What is expected | Give back all of the data verbatim.

Entries provided |
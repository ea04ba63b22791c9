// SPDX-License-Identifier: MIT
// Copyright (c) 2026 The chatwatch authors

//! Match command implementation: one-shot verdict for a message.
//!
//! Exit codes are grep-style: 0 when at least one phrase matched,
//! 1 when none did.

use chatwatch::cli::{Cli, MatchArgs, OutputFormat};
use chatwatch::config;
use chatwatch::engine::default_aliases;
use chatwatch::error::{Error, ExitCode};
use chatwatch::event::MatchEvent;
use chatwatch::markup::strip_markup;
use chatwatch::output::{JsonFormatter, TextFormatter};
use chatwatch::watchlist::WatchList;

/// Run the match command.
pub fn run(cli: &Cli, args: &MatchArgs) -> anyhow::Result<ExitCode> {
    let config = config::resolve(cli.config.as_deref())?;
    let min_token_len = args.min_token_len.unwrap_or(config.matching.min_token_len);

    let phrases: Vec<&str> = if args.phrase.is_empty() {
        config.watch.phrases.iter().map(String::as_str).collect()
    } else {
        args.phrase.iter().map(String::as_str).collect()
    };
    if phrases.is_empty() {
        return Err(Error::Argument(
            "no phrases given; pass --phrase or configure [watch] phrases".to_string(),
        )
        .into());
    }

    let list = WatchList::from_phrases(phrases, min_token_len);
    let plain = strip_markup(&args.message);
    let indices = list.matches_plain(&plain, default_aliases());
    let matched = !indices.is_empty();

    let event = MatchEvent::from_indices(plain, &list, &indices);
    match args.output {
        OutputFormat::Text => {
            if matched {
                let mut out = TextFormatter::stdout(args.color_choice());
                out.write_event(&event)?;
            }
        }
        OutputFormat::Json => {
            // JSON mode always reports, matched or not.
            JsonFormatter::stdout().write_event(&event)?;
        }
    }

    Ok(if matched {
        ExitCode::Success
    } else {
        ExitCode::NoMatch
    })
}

Written answer |
repository ea04ba63b22791c9
// SPDX-License-Identifier: MIT
// Copyright (c) 2026 The chatwatch authors

//! Match command implementation: one-shot verdict for a message.
//!
//! Exit codes are grep-style: 0 when at least one phrase matched,
//! 1 when none did.

use chatwatch::cli::{Cli, MatchArgs, OutputFormat};
use chatwatch::config;
use chatwatch::engine::default_aliases;
use chatwatch::error::{Error, ExitCode};
use chatwatch::event::MatchEvent;
use chatwatch::markup::strip_markup;
use chatwatch::output::{JsonFormatter, TextFormatter};
use chatwatch::watchlist::WatchList;

/// Run the match command.
pub fn run(cli: &Cli, args: &MatchArgs) -> anyhow::Result<ExitCode> {
    let config = config::resolve(cli.config.as_deref())?;
    let min_token_len = args.min_token_len.unwrap_or(config.matching.min_token_len);

    let phrases: Vec<&str> = if args.phrase.is_empty() {
        config.watch.phrases.iter().map(String::as_str).collect()
    } else {
        args.phrase.iter().map(String::as_str).collect()
    };
    if phrases.is_empty() {
        return Err(Error::Argument(
            "no phrases given; pass --phrase or configure [watch] phrases".to_string(),
        )
        .into());
    }

    let list = WatchList::from_phrases(phrases, min_token_len);
    let plain = strip_markup(&args.message);
    let indices = list.matches_plain(&plain, default_aliases());
    let matched = !indices.is_empty();

    let event = MatchEvent::from_indices(plain, &list, &indices);
    match args.output {
        OutputFormat::Text => {
            if matched {
                let mut out = TextFormatter::stdout(args.color_choice());
                out.write_event(&event)?;
            }
        }
        OutputFormat::Json => {
            // JSON mode always reports, matched or not.
            JsonFormatter::stdout().write_event(&event)?;
        }
    }

    Ok(if matched {
        ExitCode::Success
    } else {
        ExitCode::NoMatch
    })
}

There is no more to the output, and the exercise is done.